What is required
Every entry must be transcribed exactly as written.

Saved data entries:
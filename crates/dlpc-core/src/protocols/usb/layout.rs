//! Byte layout of the controller's USB command and reply frames.

/// Largest frame the controller buffers (header included).
pub const MAX_FRAME_LEN: usize = 512;
/// Flag + sequence + length (2) + command (2).
pub const HEADER_LEN: usize = 6;
pub const MAX_PAYLOAD_LEN: usize = MAX_FRAME_LEN - HEADER_LEN;

pub const FLAG_OFFSET: usize = 0;
pub const SEQUENCE_OFFSET: usize = 1;
pub const LENGTH_RANGE: std::ops::Range<usize> = 2..4;
pub const COMMAND_RANGE: std::ops::Range<usize> = 4..6;
pub const PAYLOAD_OFFSET: usize = 6;
/// Reply data starts right after flag, sequence and length.
pub const REPLY_DATA_OFFSET: usize = 4;

/// Bit 7: host expects a reply.
pub const FLAG_READ: u8 = 0x80;
/// Bits 6..0 are the fixed pattern `1000000`.
pub const FLAG_FIXED: u8 = 0x40;
/// Bit 5 of a reply flag byte: the controller rejected the command.
pub const FLAG_ERROR: u8 = 0x20;

/// Bulk packet size on both endpoints.
pub const PACKET_LEN: usize = 64;
/// Payload bytes carried by the first packet after the header.
pub const FIRST_PACKET_PAYLOAD: usize = PACKET_LEN - HEADER_LEN;
/// Fixed read window for replies.
pub const REPLY_READ_LEN: usize = 64;

pub const OUT_ENDPOINT: u8 = 0x01;
pub const IN_ENDPOINT: u8 = 0x81;
pub const HEADER: [u8; 2] = [0x55, 0xAA];
pub const TAIL: [u8; 2] = [0xDA, 0xC3];

pub const FRAME_LEN: usize = 10;
pub const HEADER_RANGE: std::ops::Range<usize> = 0..2;
pub const ADDRESS_OFFSET: usize = 2;
pub const FUNCTION_OFFSET: usize = 3;
pub const DATA_RANGE: std::ops::Range<usize> = 4..7;
pub const CHECKSUM_OFFSET: usize = 7;
pub const TAIL_RANGE: std::ops::Range<usize> = 8..10;
/// Function code through the reserved data byte.
pub const CHECKSUM_RANGE: std::ops::Range<usize> = 3..7;

pub const DEFAULT_ADDRESS: u8 = 0x01;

Response area
filename crates/dlpc-core/src/protocols/usb/layout.rs
//! Byte layout of the controller's USB command and reply frames.

/// Largest frame the controller buffers (header included).
pub const MAX_FRAME_LEN: usize = 512;
/// Flag + sequence + length (2) + command (2).
pub const HEADER_LEN: usize = 6;
pub const MAX_PAYLOAD_LEN: usize = MAX_FRAME_LEN - HEADER_LEN;

pub const FLAG_OFFSET: usize = 0;
pub const SEQUENCE_OFFSET: usize = 1;
pub const LENGTH_RANGE: std::ops::Range<usize> = 2..4;
pub const COMMAND_RANGE: std::ops::Range<usize> = 4..6;
pub const PAYLOAD_OFFSET: usize = 6;
/// Reply data starts right after flag, sequence and length.
pub const REPLY_DATA_OFFSET: usize = 4;

/// Bit 7: host expects a reply.
pub const FLAG_READ: u8 = 0x80;
/// Bits 6..0 are the fixed pattern `1000000`.
pub const FLAG_FIXED: u8 = 0x40;
/// Bit 5 of a reply flag byte: the controller rejected the command.
pub const FLAG_ERROR: u8 = 0x20;

/// Bulk packet size on both endpoints.
pub const PACKET_LEN: usize = 64;
/// Payload bytes carried by the first packet after the header.
pub const FIRST_PACKET_PAYLOAD: usize = PACKET_LEN - HEADER_LEN;
/// Fixed read window for replies.
pub const REPLY_READ_LEN: usize = 64;

pub const OUT_ENDPOINT: u8 = 0x01;
pub const IN_ENDPOINT: u8 = 0x81;
pub const HEADER: [u8; 2] = [0x55, 0xAA];
pub const TAIL: [u8; 2] = [0xDA, 0xC3];

pub const FRAME_LEN: usize = 10;
pub const HEADER_RANGE: std::ops::Range<usize> = 0..2;
pub const ADDRESS_OFFSET: usize = 2;
pub const FUNCTION_OFFSET: usize = 3;
pub const DATA_RANGE: std::ops::Range<usize> = 4..7;
pub const CHECKSUM_OFFSET: usize = 7;
pub const TAIL_RANGE: std::ops::Range<usize> = 8..10;
/// Function code through the reserved data byte.
pub const CHECKSUM_RANGE: std::ops::Range<usize> = 3..7;

pub const DEFAULT_ADDRESS: u8 = 0x01;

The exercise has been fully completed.